%%
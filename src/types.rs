use chrono::{DateTime, Utc};
use serde::{Deserialize, Serialize};

use crate::error::AppError;

// ---------------------------------------------------------------------------
// Inputs
// ---------------------------------------------------------------------------

/// One observation of a product's cumulative sales counter and listed price.
#[derive(Debug, Clone, PartialEq, Serialize, Deserialize)]
pub struct SalesSnapshot {
    pub product_link: String,
    pub observed_at: DateTime<Utc>,
    pub cumulative_sales: f64,
    /// Vendor free text, e.g. `$12.50-$15.00`, `RM30`, or empty.
    pub price_text: String,
}

/// A tracked product. The catalog decides which products appear in the output.
#[derive(Debug, Clone, PartialEq, Serialize, Deserialize)]
pub struct CatalogEntry {
    pub product_id: String,
    pub product_name: String,
    pub first_category: String,
    pub picture_url: String,
    /// None when the catalog has no link yet; one is synthesized from `product_id`.
    pub product_link: Option<String>,
}

// ---------------------------------------------------------------------------
// Derived
// ---------------------------------------------------------------------------

/// A snapshot with its per-product derived metrics.
#[derive(Debug, Clone, PartialEq)]
pub struct AnnotatedSnapshot {
    pub snapshot: SalesSnapshot,
    /// Sales since the previous snapshot of the same product (0 for the first).
    pub sales_delta: f64,
    /// Sum of `sales_delta` over `[observed_at - 24h, observed_at]`.
    pub rolling_24h_sales: f64,
    /// None when `price_text` could not be parsed.
    pub lowest_price_usd: Option<f64>,
}

impl AnnotatedSnapshot {
    /// Unknown price propagates: never reported as zero GMV.
    pub fn rolling_24h_gmv(&self) -> Option<f64> {
        self.lowest_price_usd.map(|p| p * self.rolling_24h_sales)
    }
}

/// A decrease of the cumulative counter between two consecutive snapshots.
#[derive(Debug, Clone, PartialEq, Serialize)]
pub struct NegativeDelta {
    pub product_link: String,
    pub observed_at: DateTime<Utc>,
    /// Raw counter difference, before any policy was applied.
    pub sales_delta: f64,
}

/// What the growth step does with a counter that went down.
#[derive(Debug, Clone, Copy, PartialEq, Eq, Default, Serialize, Deserialize)]
#[serde(rename_all = "snake_case")]
pub enum NegativeDeltaPolicy {
    /// Keep the negative delta as computed.
    #[default]
    PassThrough,
    /// Report 0 for the decrease; the lowered value is the new baseline.
    ClampZero,
    /// Measure deltas against the running maximum; a dip and its recovery net to 0.
    HighWaterMark,
}

impl std::fmt::Display for NegativeDeltaPolicy {
    fn fmt(&self, f: &mut std::fmt::Formatter<'_>) -> std::fmt::Result {
        let s = match self {
            NegativeDeltaPolicy::PassThrough => "pass_through",
            NegativeDeltaPolicy::ClampZero => "clamp_zero",
            NegativeDeltaPolicy::HighWaterMark => "high_water_mark",
        };
        write!(f, "{s}")
    }
}

impl std::str::FromStr for NegativeDeltaPolicy {
    type Err = AppError;

    fn from_str(s: &str) -> Result<Self, Self::Err> {
        match s.trim().to_ascii_lowercase().as_str() {
            "pass_through" => Ok(NegativeDeltaPolicy::PassThrough),
            "clamp_zero" => Ok(NegativeDeltaPolicy::ClampZero),
            "high_water_mark" => Ok(NegativeDeltaPolicy::HighWaterMark),
            other => Err(AppError::Config(format!(
                "NEGATIVE_DELTA_POLICY must be pass_through, clamp_zero or high_water_mark, got '{other}'"
            ))),
        }
    }
}

// ---------------------------------------------------------------------------
// Output
// ---------------------------------------------------------------------------

/// One row per catalog product: its most recent snapshot joined with catalog metadata.
#[derive(Debug, Clone, PartialEq, Serialize)]
pub struct MergedProductRow {
    pub product_id: String,
    pub product_name: String,
    pub first_category: String,
    pub picture_url: String,
    pub product_link: String,
    pub country: String,
    /// Empty when the product has no sales history.
    pub price_text: String,
    pub observed_at: Option<DateTime<Utc>>,
    pub cumulative_sales: Option<f64>,
    /// Delta of the latest snapshot against the one before it.
    pub sales_growth: Option<f64>,
    pub rolling_24h_sales: f64,
    pub lowest_price_usd: Option<f64>,
    pub rolling_24h_gmv: Option<f64>,
}

/// The display columns of a merged row. Unknown values serialize as `null`.
#[derive(Debug, Clone, PartialEq, Serialize)]
pub struct ProductRecord {
    pub picture_url: String,
    pub first_category: String,
    pub product_name: String,
    pub rolling_24h_sales: f64,
    pub rolling_24h_gmv: Option<f64>,
    pub price_text: String,
    pub product_link: String,
    pub country: String,
}

impl MergedProductRow {
    pub fn record(&self) -> ProductRecord {
        ProductRecord {
            picture_url: self.picture_url.clone(),
            first_category: self.first_category.clone(),
            product_name: self.product_name.clone(),
            rolling_24h_sales: self.rolling_24h_sales,
            rolling_24h_gmv: self.rolling_24h_gmv,
            price_text: self.price_text.clone(),
            product_link: self.product_link.clone(),
            country: self.country.clone(),
        }
    }

    /// Uniform row-of-maps export for consumers that don't know the struct.
    pub fn to_record(&self) -> serde_json::Map<String, serde_json::Value> {
        match serde_json::to_value(self.record()) {
            Ok(serde_json::Value::Object(map)) => map,
            // ProductRecord is a plain struct; serde_json turns non-finite floats into null.
            _ => serde_json::Map::new(),
        }
    }
}

#[cfg(test)]
mod tests {
    use super::*;

    #[test]
    fn policy_round_trips_through_display() {
        for policy in [
            NegativeDeltaPolicy::PassThrough,
            NegativeDeltaPolicy::ClampZero,
            NegativeDeltaPolicy::HighWaterMark,
        ] {
            assert_eq!(policy.to_string().parse::<NegativeDeltaPolicy>().unwrap(), policy);
        }
        assert!("rebase".parse::<NegativeDeltaPolicy>().is_err());
    }

    #[test]
    fn record_has_uniform_columns_and_null_for_unknown() {
        let row = MergedProductRow {
            product_id: "1".to_string(),
            product_name: "Mug".to_string(),
            first_category: "Home".to_string(),
            picture_url: "https://img/1.png".to_string(),
            product_link: "https://shop/1?region=MY".to_string(),
            country: "MY".to_string(),
            price_text: "oops".to_string(),
            observed_at: None,
            cumulative_sales: None,
            sales_growth: None,
            rolling_24h_sales: 12.0,
            lowest_price_usd: None,
            rolling_24h_gmv: None,
        };
        let record = row.to_record();
        let mut keys: Vec<&str> = record.keys().map(String::as_str).collect();
        keys.sort_unstable();
        assert_eq!(
            keys,
            vec![
                "country",
                "first_category",
                "picture_url",
                "price_text",
                "product_link",
                "product_name",
                "rolling_24h_gmv",
                "rolling_24h_sales",
            ]
        );
        assert!(record["rolling_24h_gmv"].is_null());
        assert_eq!(record["rolling_24h_sales"], serde_json::json!(12.0));
    }
}
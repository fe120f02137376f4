use std::str::FromStr;

use sqlx::sqlite::{SqliteConnectOptions, SqlitePool, SqlitePoolOptions};
use tracing::{debug, info};

use crate::db::models::{CatalogRow, SnapshotRow};
use crate::error::Result;
use crate::source::SnapshotSource;
use crate::types::{CatalogEntry, SalesSnapshot};

const SELECT_SNAPSHOTS: &str = r#"
    SELECT id,
           product_link,
           CAST(create_at AS TEXT) AS create_at,
           CAST(sales AS TEXT) AS sales,
           CAST(price AS TEXT) AS price
    FROM key_product_sales
    ORDER BY id
"#;

const SELECT_CATALOG: &str = r#"
    SELECT CAST(pid AS TEXT) AS pid,
           product_name,
           first_category,
           picture,
           product_link
    FROM product_message
    ORDER BY rowid
"#;

/// SQLite-backed snapshot store. Issues reads only.
#[derive(Clone)]
pub struct SqliteSnapshotStore {
    pool: SqlitePool,
}

impl SqliteSnapshotStore {
    pub async fn connect(db_path: &str) -> Result<Self> {
        let options = SqliteConnectOptions::from_str(&format!("sqlite:{db_path}"))?
            .create_if_missing(true);
        let pool = SqlitePoolOptions::new()
            .max_connections(4)
            .connect_with(options)
            .await?;
        info!("Snapshot store opened at {db_path}");
        Ok(Self::from_pool(pool))
    }

    pub fn from_pool(pool: SqlitePool) -> Self {
        Self { pool }
    }

    /// Create the snapshot tables if missing. Only for stores this process owns.
    pub async fn migrate(&self) -> Result<()> {
        sqlx::migrate!("./migrations").run(&self.pool).await?;
        Ok(())
    }
}

impl SnapshotSource for SqliteSnapshotStore {
    async fn fetch_snapshots(&self) -> Result<Vec<SalesSnapshot>> {
        let rows: Vec<SnapshotRow> = sqlx::query_as(SELECT_SNAPSHOTS)
            .fetch_all(&self.pool)
            .await?;
        let total = rows.len();
        let snapshots: Vec<SalesSnapshot> = rows.into_iter().filter_map(SnapshotRow::into_snapshot).collect();
        debug!(rows = total, usable = snapshots.len(), "Fetched snapshot rows");
        Ok(snapshots)
    }

    async fn fetch_catalog(&self) -> Result<Vec<CatalogEntry>> {
        let rows: Vec<CatalogRow> = sqlx::query_as(SELECT_CATALOG)
            .fetch_all(&self.pool)
            .await?;
        let total = rows.len();
        let entries: Vec<CatalogEntry> = rows.into_iter().filter_map(CatalogRow::into_entry).collect();
        debug!(rows = total, usable = entries.len(), "Fetched catalog rows");
        Ok(entries)
    }
}

#[cfg(test)]
mod tests {
    use super::*;
    use chrono::{TimeZone, Utc};

    async fn memory_store() -> SqliteSnapshotStore {
        // One connection: every in-memory connection is its own database.
        let pool = SqlitePoolOptions::new()
            .max_connections(1)
            .connect("sqlite::memory:")
            .await
            .unwrap();
        let store = SqliteSnapshotStore::from_pool(pool);
        store.migrate().await.unwrap();
        store
    }

    #[tokio::test]
    async fn reads_snapshots_and_skips_unusable_rows() {
        let store = memory_store().await;
        let at = Utc.with_ymd_and_hms(2024, 2, 1, 9, 30, 0).unwrap();

        sqlx::query("INSERT INTO key_product_sales (product_link, create_at, sales, price) VALUES (?, ?, ?, ?)")
            .bind("https://p/1")
            .bind(at)
            .bind(120.0)
            .bind("$3-$4")
            .execute(&store.pool)
            .await
            .unwrap();
        sqlx::query("INSERT INTO key_product_sales (product_link, create_at, sales, price) VALUES (?, ?, ?, NULL)")
            .bind("https://p/1")
            .bind("2024-02-01 10:30:00")
            .bind("130")
            .execute(&store.pool)
            .await
            .unwrap();
        sqlx::query("INSERT INTO key_product_sales (product_link, create_at, sales, price) VALUES (?, ?, ?, ?)")
            .bind("https://p/2")
            .bind(at)
            .bind("lots")
            .bind("$1")
            .execute(&store.pool)
            .await
            .unwrap();

        let snapshots = store.fetch_snapshots().await.unwrap();
        assert_eq!(snapshots.len(), 2);
        assert_eq!(snapshots[0].observed_at, at);
        assert_eq!(snapshots[0].cumulative_sales, 120.0);
        assert_eq!(snapshots[0].price_text, "$3-$4");
        assert_eq!(snapshots[1].observed_at, Utc.with_ymd_and_hms(2024, 2, 1, 10, 30, 0).unwrap());
        assert_eq!(snapshots[1].cumulative_sales, 130.0);
        assert_eq!(snapshots[1].price_text, "");
    }

    #[tokio::test]
    async fn unparseable_timestamp_only_drops_its_row() {
        let store = memory_store().await;
        for (link, created) in [
            ("https://p/1", "2024-02-01 09:30:00"),
            ("https://p/2", "yesterday"),
            ("https://p/3", "2024-02-01T10:00:00Z"),
        ] {
            sqlx::query("INSERT INTO key_product_sales (product_link, create_at, sales, price) VALUES (?, ?, 5, '$1')")
                .bind(link)
                .bind(created)
                .execute(&store.pool)
                .await
                .unwrap();
        }

        let snapshots = store.fetch_snapshots().await.unwrap();
        let links: Vec<&str> = snapshots.iter().map(|s| s.product_link.as_str()).collect();
        assert_eq!(links, vec!["https://p/1", "https://p/3"]);
        assert_eq!(snapshots[1].observed_at, Utc.with_ymd_and_hms(2024, 2, 1, 10, 0, 0).unwrap());
    }

    #[tokio::test]
    async fn reads_catalog_with_optional_links() {
        let store = memory_store().await;
        sqlx::query("INSERT INTO product_message (pid, product_name, first_category, picture, product_link) VALUES (?, ?, ?, ?, ?)")
            .bind("1001")
            .bind("Kettle")
            .bind("Kitchen")
            .bind("https://img/1001.jpg")
            .bind(Option::<String>::None)
            .execute(&store.pool)
            .await
            .unwrap();
        sqlx::query("INSERT INTO product_message (pid, product_name, first_category, picture, product_link) VALUES (?, ?, ?, ?, ?)")
            .bind("1002")
            .bind("Toaster")
            .bind("Kitchen")
            .bind("https://img/1002.jpg")
            .bind("https://shop.tiktok.com/view/product/1002?region=SG&locale=en")
            .execute(&store.pool)
            .await
            .unwrap();

        let catalog = store.fetch_catalog().await.unwrap();
        assert_eq!(catalog.len(), 2);
        assert_eq!(catalog[0].product_id, "1001");
        assert_eq!(catalog[0].product_link, None);
        assert_eq!(catalog[1].product_name, "Toaster");
        assert!(catalog[1].product_link.as_deref().unwrap().contains("region=SG"));
    }

    #[tokio::test]
    async fn empty_store_returns_empty_sets() {
        let store = memory_store().await;
        assert!(store.fetch_snapshots().await.unwrap().is_empty());
        assert!(store.fetch_catalog().await.unwrap().is_empty());
    }
}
%%
All lines from the first line of the listing above through the line containing "and listed price." are to be retyped exactly. Leave out any other line.

filename src/types.rs
use chrono::{DateTime, Utc};
use serde::{Deserialize, Serialize};

use crate::error::AppError;

// ---------------------------------------------------------------------------
// Inputs
// ---------------------------------------------------------------------------

/// One observation of a product's cumulative sales counter and listed price.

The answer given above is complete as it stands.